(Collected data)
++++++++
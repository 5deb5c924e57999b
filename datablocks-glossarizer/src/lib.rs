//! Generic "download and sniff" glossarization.
//!
//! A [`Sizer`] fetches a resource and reports the datasets it contains;
//! [`glossarize_resource`] turns that into glossary entries and resource
//! flags; [`run_glossarize`] drives it over a whole resource file.
//! [`HttpSizer`] is the production sizer.

pub mod error;
pub mod glossarize;
pub mod http;
pub mod progress;
pub mod sizing;

pub use error::{GlossarizeError, SizingError};
pub use glossarize::{GlossarizeReport, Glossarized, Outcome, glossarize_resource, run_glossarize};
pub use http::HttpSizer;
pub use progress::{GlossarizeProgress, LogProgress, SilentProgress};
pub use sizing::{Sizer, Sizing};
mod cli_types;
mod commands;
mod error;
mod logging;

use clap::Parser;

use datablocks_core::settings::Settings;

use cli_types::{Cli, Commands};
use error::CliError;

fn main() {
    let cli = Cli::parse();

    if let Err(e) = logging::init(cli.quiet, cli.verbose, cli.logfile.as_deref()) {
        eprintln!("{e}");
        std::process::exit(1);
    }

    if let Err(e) = run(cli) {
        log::error!("{}", e);
        std::process::exit(1);
    }
}

fn run(cli: Cli) -> Result<(), CliError> {
    // Config commands must work even when the settings file is broken.
    if let Commands::Config { action } = cli.command {
        return commands::config::run_config(action);
    }

    let settings = Settings::load()?;
    let root = settings.resolve_root(cli.root);
    log::debug!("Catalog root: {}", root.display());

    match cli.command {
        Commands::Glossarize {
            resources,
            glossary,
            timeout,
            no_cache,
        } => commands::glossarize::run_glossarize(
            &root,
            &settings,
            resources,
            glossary,
            timeout,
            no_cache,
            cli.quiet,
            cli.logfile.is_some(),
        ),
        Commands::MergeResources { incoming, into } => {
            commands::resources::run_merge_resources(&incoming, &into)
        }
        Commands::Init { glossary } => commands::catalog::run_init(&root, glossary),
        Commands::Finalize => commands::catalog::run_finalize(&root),
        Commands::Dag { workflow } => commands::dag::run_dag(&root, &settings, workflow),
        Commands::Config { .. } => Ok(()),
    }
}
++++++++
### What you will do
Starting at the line that holds "pub mod glossarize;", retype each line exactly through the end of the entries, both ends included.

### Answer section
pub mod glossarize;
pub mod http;
pub mod progress;
pub mod sizing;

pub use error::{GlossarizeError, SizingError};
pub use glossarize::{GlossarizeReport, Glossarized, Outcome, glossarize_resource, run_glossarize};
pub use http::HttpSizer;
pub use progress::{GlossarizeProgress, LogProgress, SilentProgress};
pub use sizing::{Sizer, Sizing};
mod cli_types;
mod commands;
mod error;
mod logging;

use clap::Parser;

use datablocks_core::settings::Settings;

use cli_types::{Cli, Commands};
use error::CliError;

fn main() {
    let cli = Cli::parse();

    if let Err(e) = logging::init(cli.quiet, cli.verbose, cli.logfile.as_deref()) {
        eprintln!("{e}");
        std::process::exit(1);
    }

    if let Err(e) = run(cli) {
        log::error!("{}", e);
        std::process::exit(1);
    }
}

fn run(cli: Cli) -> Result<(), CliError> {
    // Config commands must work even when the settings file is broken.
    if let Commands::Config { action } = cli.command {
        return commands::config::run_config(action);
    }

    let settings = Settings::load()?;
    let root = settings.resolve_root(cli.root);
    log::debug!("Catalog root: {}", root.display());

    match cli.command {
        Commands::Glossarize {
            resources,
            glossary,
            timeout,
            no_cache,
        } => commands::glossarize::run_glossarize(
            &root,
            &settings,
            resources,
            glossary,
            timeout,
            no_cache,
            cli.quiet,
            cli.logfile.is_some(),
        ),
        Commands::MergeResources { incoming, into } => {
            commands::resources::run_merge_resources(&incoming, &into)
        }
        Commands::Init { glossary } => commands::catalog::run_init(&root, glossary),
        Commands::Finalize => commands::catalog::run_finalize(&root),
        Commands::Dag { workflow } => commands::dag::run_dag(&root, &settings, workflow),
        Commands::Config { .. } => Ok(()),
    }
}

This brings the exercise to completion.